Work to be completed
For the string "stops", search the entries below and copy every line where it appears.

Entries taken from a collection
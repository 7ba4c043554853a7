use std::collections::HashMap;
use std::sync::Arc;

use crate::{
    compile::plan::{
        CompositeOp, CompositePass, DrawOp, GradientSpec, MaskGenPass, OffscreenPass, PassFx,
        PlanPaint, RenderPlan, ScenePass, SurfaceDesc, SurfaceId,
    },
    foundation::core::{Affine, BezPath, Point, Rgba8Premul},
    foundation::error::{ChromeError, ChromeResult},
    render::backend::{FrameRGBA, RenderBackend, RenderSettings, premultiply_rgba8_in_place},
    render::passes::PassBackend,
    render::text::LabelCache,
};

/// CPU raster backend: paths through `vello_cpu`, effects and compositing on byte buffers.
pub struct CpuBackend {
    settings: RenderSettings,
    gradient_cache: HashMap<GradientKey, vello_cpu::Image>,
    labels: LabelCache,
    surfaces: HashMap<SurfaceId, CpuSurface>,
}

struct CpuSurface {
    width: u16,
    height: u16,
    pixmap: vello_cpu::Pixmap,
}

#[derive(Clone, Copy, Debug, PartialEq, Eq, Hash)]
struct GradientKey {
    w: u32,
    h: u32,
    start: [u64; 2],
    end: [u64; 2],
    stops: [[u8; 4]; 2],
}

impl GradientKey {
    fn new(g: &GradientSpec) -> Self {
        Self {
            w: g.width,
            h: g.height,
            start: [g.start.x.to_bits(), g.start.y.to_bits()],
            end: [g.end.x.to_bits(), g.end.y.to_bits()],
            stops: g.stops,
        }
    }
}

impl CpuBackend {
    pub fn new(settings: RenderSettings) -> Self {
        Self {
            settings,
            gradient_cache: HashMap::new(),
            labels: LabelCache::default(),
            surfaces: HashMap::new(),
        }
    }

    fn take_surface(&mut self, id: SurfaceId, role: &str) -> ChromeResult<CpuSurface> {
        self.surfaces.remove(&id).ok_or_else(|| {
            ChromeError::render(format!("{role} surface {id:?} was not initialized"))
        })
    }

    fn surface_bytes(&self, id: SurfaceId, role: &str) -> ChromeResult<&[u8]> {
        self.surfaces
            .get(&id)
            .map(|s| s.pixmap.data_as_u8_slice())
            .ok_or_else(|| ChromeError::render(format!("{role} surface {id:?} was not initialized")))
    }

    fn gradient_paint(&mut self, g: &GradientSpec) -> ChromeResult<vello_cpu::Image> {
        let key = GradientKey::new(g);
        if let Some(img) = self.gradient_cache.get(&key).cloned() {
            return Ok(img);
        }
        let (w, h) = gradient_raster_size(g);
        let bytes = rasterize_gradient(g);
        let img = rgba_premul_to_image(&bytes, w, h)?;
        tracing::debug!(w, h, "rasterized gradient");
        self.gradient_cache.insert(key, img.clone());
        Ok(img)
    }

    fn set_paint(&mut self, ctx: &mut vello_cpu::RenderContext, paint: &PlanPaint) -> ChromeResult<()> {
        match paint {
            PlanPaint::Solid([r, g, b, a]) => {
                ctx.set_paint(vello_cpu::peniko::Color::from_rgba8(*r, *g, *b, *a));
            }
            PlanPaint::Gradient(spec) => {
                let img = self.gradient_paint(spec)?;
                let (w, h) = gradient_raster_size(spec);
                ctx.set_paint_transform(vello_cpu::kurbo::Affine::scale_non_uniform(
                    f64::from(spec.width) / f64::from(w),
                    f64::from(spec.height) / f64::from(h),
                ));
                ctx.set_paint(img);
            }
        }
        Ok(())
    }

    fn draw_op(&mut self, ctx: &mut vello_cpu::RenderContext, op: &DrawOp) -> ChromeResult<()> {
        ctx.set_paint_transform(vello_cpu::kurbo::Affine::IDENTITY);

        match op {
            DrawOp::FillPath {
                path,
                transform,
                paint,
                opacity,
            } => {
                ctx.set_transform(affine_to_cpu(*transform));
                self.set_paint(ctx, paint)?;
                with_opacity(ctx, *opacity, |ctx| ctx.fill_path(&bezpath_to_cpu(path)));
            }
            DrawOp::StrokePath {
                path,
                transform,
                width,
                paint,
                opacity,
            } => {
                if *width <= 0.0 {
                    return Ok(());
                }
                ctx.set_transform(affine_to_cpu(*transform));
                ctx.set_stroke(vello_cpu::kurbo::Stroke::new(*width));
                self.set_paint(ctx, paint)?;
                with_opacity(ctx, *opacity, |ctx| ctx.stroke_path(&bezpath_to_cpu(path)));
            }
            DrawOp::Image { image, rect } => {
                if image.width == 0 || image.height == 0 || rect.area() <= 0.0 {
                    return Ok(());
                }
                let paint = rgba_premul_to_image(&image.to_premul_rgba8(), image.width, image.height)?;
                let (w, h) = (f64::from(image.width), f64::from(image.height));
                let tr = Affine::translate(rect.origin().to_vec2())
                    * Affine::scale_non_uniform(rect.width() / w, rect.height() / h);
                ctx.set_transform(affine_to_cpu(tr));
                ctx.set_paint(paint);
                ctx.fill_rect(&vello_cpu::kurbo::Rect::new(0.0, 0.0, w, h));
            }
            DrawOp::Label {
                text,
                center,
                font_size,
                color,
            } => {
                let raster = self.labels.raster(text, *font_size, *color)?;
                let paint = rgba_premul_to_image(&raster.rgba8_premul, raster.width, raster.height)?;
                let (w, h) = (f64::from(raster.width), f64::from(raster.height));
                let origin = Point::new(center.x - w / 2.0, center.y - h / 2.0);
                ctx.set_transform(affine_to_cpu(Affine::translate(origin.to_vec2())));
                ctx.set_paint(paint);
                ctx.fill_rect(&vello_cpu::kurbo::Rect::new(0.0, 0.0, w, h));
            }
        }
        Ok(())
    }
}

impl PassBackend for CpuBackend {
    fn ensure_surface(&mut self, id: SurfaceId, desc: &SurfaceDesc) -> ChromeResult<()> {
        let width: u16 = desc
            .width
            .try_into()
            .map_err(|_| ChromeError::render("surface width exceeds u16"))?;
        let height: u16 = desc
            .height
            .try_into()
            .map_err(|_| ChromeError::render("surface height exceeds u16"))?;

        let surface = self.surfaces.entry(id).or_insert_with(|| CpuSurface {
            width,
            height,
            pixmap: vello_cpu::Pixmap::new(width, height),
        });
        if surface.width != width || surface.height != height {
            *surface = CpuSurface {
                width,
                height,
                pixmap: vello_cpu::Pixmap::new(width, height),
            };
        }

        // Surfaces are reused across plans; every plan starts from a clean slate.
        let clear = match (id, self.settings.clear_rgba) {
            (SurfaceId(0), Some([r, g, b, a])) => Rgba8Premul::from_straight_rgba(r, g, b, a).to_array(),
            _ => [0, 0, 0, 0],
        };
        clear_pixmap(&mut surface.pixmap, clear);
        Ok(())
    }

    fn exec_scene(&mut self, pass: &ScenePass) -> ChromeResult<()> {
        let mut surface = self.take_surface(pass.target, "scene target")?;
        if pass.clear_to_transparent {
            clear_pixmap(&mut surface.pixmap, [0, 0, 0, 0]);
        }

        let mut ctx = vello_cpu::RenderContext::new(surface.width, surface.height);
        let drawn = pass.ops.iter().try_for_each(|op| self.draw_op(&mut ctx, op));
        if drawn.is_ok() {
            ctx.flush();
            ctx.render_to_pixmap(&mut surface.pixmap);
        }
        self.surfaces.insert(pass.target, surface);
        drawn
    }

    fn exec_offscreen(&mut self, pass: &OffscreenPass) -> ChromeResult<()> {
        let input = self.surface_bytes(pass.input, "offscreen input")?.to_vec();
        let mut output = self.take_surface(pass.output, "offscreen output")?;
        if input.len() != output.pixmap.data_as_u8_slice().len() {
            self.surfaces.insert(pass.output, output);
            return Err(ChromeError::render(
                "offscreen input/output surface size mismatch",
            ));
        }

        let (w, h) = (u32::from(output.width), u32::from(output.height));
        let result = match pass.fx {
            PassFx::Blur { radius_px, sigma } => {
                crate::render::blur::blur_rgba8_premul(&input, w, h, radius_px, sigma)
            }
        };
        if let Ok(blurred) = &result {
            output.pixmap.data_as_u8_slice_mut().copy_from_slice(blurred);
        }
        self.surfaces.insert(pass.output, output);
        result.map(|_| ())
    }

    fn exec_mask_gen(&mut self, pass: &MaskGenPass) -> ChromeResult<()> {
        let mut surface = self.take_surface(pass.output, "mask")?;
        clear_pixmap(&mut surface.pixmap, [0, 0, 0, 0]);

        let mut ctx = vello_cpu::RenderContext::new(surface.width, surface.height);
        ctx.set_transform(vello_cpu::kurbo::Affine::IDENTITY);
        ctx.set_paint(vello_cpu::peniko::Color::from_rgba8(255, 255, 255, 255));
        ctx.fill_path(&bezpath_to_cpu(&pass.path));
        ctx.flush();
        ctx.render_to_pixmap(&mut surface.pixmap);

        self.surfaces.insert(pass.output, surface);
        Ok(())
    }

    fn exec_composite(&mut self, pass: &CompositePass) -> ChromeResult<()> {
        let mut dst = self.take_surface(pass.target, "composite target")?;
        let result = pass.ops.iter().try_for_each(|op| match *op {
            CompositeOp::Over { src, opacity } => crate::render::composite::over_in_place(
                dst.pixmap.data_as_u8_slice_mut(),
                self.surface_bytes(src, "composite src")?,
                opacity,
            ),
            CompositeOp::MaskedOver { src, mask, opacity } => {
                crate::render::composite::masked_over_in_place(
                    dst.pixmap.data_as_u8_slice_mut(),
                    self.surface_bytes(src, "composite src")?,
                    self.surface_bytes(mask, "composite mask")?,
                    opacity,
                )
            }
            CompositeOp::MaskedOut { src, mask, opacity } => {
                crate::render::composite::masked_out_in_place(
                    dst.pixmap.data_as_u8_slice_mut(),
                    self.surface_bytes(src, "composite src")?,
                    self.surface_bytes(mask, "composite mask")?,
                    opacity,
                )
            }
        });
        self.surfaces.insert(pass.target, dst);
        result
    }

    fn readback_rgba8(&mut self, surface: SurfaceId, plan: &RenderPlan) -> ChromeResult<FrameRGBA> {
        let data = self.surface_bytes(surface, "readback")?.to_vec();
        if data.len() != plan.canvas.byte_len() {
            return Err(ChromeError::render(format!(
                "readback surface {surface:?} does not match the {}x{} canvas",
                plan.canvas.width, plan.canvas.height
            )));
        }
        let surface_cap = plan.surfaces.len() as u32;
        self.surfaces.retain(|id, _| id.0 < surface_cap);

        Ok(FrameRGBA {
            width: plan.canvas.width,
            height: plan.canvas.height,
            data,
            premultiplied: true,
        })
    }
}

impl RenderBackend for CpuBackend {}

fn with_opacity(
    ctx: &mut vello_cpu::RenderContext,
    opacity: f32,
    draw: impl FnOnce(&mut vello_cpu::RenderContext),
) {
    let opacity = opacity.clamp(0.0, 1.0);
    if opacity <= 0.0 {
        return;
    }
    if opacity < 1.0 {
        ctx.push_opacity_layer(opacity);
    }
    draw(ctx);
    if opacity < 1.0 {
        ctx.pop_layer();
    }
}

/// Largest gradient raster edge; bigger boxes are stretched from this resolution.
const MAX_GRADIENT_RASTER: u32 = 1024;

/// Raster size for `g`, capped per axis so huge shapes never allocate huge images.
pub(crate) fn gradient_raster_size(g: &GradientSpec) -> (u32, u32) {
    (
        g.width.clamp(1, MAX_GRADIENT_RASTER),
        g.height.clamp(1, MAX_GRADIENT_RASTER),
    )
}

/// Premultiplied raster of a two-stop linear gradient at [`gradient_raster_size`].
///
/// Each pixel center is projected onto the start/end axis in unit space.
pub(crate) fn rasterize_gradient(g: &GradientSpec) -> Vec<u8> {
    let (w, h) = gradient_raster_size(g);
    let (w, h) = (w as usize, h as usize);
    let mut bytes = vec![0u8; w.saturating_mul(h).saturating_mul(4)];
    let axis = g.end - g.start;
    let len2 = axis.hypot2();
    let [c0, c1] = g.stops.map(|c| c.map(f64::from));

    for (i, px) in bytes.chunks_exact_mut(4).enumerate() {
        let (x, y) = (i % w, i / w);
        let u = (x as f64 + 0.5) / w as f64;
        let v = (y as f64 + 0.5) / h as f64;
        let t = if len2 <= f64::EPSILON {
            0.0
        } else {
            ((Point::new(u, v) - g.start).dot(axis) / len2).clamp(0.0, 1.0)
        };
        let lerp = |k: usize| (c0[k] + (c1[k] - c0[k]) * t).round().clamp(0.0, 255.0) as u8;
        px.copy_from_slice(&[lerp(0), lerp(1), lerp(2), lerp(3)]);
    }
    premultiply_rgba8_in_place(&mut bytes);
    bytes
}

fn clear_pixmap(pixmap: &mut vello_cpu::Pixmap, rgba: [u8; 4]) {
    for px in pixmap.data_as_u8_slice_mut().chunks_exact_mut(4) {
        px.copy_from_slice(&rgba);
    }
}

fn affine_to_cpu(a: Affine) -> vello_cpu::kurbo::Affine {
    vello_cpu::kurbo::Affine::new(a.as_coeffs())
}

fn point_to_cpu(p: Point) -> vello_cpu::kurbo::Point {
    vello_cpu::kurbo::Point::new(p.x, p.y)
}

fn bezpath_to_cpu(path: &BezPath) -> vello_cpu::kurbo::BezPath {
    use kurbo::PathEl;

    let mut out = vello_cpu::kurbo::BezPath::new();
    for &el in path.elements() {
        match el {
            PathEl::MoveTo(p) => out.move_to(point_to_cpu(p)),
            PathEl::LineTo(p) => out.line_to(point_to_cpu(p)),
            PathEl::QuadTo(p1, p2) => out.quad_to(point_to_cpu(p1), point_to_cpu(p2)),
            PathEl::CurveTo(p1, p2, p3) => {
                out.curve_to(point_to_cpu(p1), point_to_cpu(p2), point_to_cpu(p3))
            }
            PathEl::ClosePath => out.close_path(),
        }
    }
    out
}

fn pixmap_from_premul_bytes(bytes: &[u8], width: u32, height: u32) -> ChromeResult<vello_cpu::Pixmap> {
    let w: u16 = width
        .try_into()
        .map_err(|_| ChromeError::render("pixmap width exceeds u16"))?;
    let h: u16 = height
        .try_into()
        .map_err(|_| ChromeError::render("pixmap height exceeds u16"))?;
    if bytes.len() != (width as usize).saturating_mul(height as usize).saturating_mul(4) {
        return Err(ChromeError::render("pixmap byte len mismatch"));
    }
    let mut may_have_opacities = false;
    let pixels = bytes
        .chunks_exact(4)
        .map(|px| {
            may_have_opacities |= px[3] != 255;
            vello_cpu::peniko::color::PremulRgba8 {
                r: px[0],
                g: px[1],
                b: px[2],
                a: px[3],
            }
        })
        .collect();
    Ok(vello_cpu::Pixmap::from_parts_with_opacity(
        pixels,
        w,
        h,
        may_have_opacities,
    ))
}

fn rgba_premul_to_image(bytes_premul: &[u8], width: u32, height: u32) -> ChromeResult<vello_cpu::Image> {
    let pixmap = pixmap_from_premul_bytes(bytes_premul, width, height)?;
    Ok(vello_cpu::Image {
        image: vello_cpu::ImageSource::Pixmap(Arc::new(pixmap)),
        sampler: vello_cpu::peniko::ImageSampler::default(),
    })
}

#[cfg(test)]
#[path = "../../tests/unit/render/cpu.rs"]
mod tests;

---

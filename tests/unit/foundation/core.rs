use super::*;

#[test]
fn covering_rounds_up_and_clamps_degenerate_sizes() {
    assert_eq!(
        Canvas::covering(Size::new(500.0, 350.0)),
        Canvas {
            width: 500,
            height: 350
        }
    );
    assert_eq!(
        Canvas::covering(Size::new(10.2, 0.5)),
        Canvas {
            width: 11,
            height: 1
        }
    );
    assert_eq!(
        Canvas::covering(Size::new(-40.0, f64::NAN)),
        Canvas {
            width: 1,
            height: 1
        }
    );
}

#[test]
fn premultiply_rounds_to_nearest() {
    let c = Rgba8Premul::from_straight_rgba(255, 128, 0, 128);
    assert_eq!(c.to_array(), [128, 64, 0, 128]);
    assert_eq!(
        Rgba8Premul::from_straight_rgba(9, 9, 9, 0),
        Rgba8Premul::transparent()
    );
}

...

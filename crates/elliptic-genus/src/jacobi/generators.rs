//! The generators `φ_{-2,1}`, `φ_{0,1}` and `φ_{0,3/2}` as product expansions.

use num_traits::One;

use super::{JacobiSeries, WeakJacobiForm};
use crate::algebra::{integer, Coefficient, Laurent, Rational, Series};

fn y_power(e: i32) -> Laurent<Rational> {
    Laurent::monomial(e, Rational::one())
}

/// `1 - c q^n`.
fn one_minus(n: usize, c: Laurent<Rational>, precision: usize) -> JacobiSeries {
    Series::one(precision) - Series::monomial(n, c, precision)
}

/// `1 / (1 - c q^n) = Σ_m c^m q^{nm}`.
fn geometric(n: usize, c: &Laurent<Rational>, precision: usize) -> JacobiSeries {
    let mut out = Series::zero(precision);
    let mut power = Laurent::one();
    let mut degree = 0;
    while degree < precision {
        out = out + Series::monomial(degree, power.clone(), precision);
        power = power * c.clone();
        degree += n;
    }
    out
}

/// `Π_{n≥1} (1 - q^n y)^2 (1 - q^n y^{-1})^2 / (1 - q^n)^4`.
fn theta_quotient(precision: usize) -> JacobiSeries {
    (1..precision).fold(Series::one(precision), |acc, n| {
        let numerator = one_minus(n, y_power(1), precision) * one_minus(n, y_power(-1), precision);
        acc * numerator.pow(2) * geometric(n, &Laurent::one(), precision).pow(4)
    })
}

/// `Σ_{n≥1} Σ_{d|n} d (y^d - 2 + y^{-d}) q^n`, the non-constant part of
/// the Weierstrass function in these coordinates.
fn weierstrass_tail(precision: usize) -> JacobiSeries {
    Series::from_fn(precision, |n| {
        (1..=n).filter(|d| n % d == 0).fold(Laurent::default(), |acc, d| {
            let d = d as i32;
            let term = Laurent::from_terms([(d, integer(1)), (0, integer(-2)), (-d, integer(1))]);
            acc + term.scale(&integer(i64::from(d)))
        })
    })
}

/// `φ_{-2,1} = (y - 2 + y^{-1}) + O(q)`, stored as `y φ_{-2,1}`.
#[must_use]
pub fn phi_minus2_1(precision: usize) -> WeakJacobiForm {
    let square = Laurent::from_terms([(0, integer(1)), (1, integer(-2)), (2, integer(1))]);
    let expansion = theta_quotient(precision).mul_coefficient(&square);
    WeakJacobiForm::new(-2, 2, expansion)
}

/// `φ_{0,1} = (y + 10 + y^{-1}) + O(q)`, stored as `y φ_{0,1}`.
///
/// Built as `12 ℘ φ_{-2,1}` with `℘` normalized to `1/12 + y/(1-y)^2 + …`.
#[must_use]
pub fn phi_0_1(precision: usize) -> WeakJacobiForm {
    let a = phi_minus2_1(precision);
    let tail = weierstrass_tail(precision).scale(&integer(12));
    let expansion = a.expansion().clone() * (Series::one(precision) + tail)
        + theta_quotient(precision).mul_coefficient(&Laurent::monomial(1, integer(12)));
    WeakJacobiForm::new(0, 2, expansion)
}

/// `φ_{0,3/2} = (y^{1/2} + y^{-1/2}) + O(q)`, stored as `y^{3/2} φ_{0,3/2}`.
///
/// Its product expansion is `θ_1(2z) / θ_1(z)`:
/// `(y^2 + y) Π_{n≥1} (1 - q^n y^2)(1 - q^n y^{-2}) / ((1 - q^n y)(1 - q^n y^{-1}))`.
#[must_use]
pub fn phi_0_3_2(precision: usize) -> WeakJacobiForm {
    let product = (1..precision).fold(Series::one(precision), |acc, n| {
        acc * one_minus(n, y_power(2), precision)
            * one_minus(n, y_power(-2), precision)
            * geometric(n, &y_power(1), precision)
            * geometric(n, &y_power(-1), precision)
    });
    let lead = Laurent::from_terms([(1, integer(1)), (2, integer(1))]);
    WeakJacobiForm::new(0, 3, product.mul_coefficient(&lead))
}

Answer to this task
    stops: [[u8; 4]; 2],
            stops: g.stops,
    let [c0, c1] = g.stops.map(|c| c.map(f64::from));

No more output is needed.